The announcement came hours after a Will County judge ordered the body of Peterson's third wife, Kathleen Savio, exhumed so investigators can re-examine her mysterious 2004 bathtub death, which prosecutors said now appears to be a murder, not an accident.
Savio was found dead March 1, 2004, in the bathtub of her Bolingbrook home. Her death initially was labeled an accident, but after Stacy Peterson's Oct. 28 disappearance, authorities reviewed Savio's death.
"There are strong indications it was a homicide," Will County State's Attorney James Glasgow said, contending that Savio's body needs to be exhumed for more detailed forensic testing that could help determine whether the accident was staged.
Also Friday, the Sun-Times learned from a source close to the Bolingbrook Police Department that an internal investigation of that agency is under way to determine whether there was a "cover-up" or any other kind of mishandling of the Savio case.
Authorities stopped short Friday of calling Drew Peterson a suspect in Savio's death, which happened months after Peterson had divorced her and married Stacy Peterson, his fourth wife.
Hearing that Drew Peterson is now considered a suspect in Stacy Peterson's disappearance, her relatives wrestled with conflicting emotions -- both joy and dread.
"This is the first step in the direction we need to go," said family spokeswoman Pam Bosco. "Those words only mean we most likely won't see Stacy again. That's the saddest part of this."
But the change in the nature of the case reinforces their knowledge that Stacy wouldn't have vanished voluntarily.
"We always felt she did not run off as he'd been saying. She loved her family too much," Bosco said.
The 23-year-old Stacy disappeared two weeks ago. Worried family members -- not Drew Peterson -- reported her missing at 4 a.m. on Oct. 29, launching a search that has found no trace of her.
The decision to name Peterson, 53, a suspect in his wife's disappearance indicates investigators have evidence that Stacy Peterson is likely dead, sources said.
Summoned Wednesday before a Will County grand jury, Peterson answered virtually none of the questions put to him, sources said. Two sons from Drew Peterson's third marriage have been questioned but provided little information to investigators, sources said.
Peterson hasn't provided any information to investigators since a search of his home Nov. 1, Dobrich said. Police searched the home a second time earlier this week.
Authorities would say little about what led them to view Peterson as a suspect in his wife's disappearance, though cell phone records are believed to be a key part of their case, including records of the purported last call made from Stacy to her husband Oct. 28.
Peterson also has been vague about where he went and what he did that day, a source said.
"His timeline doesn't make sense," a law enforcement source said.
Officials were more forthcoming about Savio's death, saying a review of the evidence indicated she couldn't have accidentally fallen and drowned in her bathtub.
In a court petition seeking to exhume her body, Glasgow wrote that a gash on the back of her head "did not render her unconscious, which would have been necessary for her to accidentally drown."

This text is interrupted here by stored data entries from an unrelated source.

//! Peer abstraction.
//!
//! # Responsibilities
//! - Represent a single backend server inside an upstream group
//! - Carry the static selection inputs (weight, failure policy, down flag)
//! - Carry the mutable bookkeeping shared by every selector
//!
//! All mutable fields are only touched while the owning registry's write
//! lock is held.

use serde::Serialize;
use std::net::SocketAddr;
use std::sync::Arc;
use std::time::{Duration, Instant};

use crate::config::PeerConfig;

/// A single backend server.
#[derive(Debug)]
pub struct Peer {
    /// Display name used in logs and metrics.
    pub name: Arc<str>,
    /// Address to connect to.
    pub addr: SocketAddr,
    /// Size of this peer's slice of the weight space.
    pub weight: u32,
    /// Failures tolerated within `fail_timeout`. Zero disables the check.
    pub max_fails: u32,
    /// Length of the failure-counting window.
    pub fail_timeout: Duration,
    /// Administratively disabled.
    pub down: bool,

    /// Failures counted in the current window.
    pub fails: u32,
    /// Start of the current failure window.
    pub checked: Instant,
    /// Time of the last reported failure.
    pub accessed: Option<Instant>,
    /// Connections handed out and not yet released.
    pub conns: usize,

    pub(crate) current_weight: i64,
    pub(crate) effective_weight: i64,
}

impl Peer {
    /// Create a peer with default health settings.
    pub fn new(addr: SocketAddr, weight: u32) -> Self {
        Self::with_name(addr.to_string(), addr, weight)
    }

    pub fn with_name(name: impl Into<Arc<str>>, addr: SocketAddr, weight: u32) -> Self {
        Self {
            name: name.into(),
            addr,
            weight,
            max_fails: 1,
            fail_timeout: Duration::from_secs(10),
            down: false,
            fails: 0,
            checked: Instant::now(),
            accessed: None,
            conns: 0,
            current_weight: 0,
            effective_weight: i64::from(weight),
        }
    }

    /// Build a peer from validated configuration.
    pub(crate) fn from_config(config: &PeerConfig, addr: SocketAddr) -> Self {
        let mut peer = Self::with_name(config.display_name(), addr, config.weight);
        peer.max_fails = config.max_fails;
        peer.fail_timeout = config.fail_timeout();
        peer.down = config.down;
        peer
    }

    /// Whether the peer exhausted its failure budget and the window is still open.
    pub fn is_failed(&self, now: Instant) -> bool {
        self.max_fails > 0
            && self.fails >= self.max_fails
            && now.saturating_duration_since(self.checked) <= self.fail_timeout
    }

    /// Eligible for selection: not down and not failed.
    pub fn is_available(&self, now: Instant) -> bool {
        !self.down && !self.is_failed(now)
    }

    /// Start a new failure window once the previous one expired.
    pub(crate) fn refresh_checked(&mut self, now: Instant) {
        if now.saturating_duration_since(self.checked) > self.fail_timeout {
            self.checked = now;
        }
    }

    /// Carry runtime bookkeeping over from the peer this one replaces.
    pub(crate) fn inherit(&mut self, old: &Peer) {
        self.fails = old.fails;
        self.checked = old.checked;
        self.accessed = old.accessed;
        self.conns = old.conns;
    }

    pub fn snapshot(&self, now: Instant) -> PeerSnapshot {
        PeerSnapshot {
            name: self.name.to_string(),
            addr: self.addr,
            weight: self.weight,
            down: self.down,
            fails: self.fails,
            conns: self.conns,
            available: self.is_available(now),
        }
    }
}

/// Where the caller should connect after a successful selection.
#[derive(Debug, Clone, PartialEq, Eq, Serialize)]
pub struct PeerTarget {
    /// Position of the peer in its registry.
    pub index: usize,
    pub addr: SocketAddr,
    pub name: Arc<str>,
}

impl PeerTarget {
    pub(crate) fn new(index: usize, peer: &Peer) -> Self {
        Self {
            index,
            addr: peer.addr,
            name: peer.name.clone(),
        }
    }
}

/// Point-in-time view of a peer for status output.
#[derive(Debug, Clone, Serialize)]
pub struct PeerSnapshot {
    pub name: String,
    pub addr: SocketAddr,
    pub weight: u32,
    pub down: bool,
    pub fails: u32,
    pub conns: usize,
    pub available: bool,
}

Late Friday, Bolingbrook police suspended Drew Peterson without pay and announced an internal review that could result in him being fired, though he is due to retire next month. Bolingbrook Police Chief Ray McGury said the suspension is not related to Peterson being a labeled a suspect but was based on an unrelated internal investigation.
Peterson couldn't be reached Friday. His attorneys declined late Friday to comment on the case.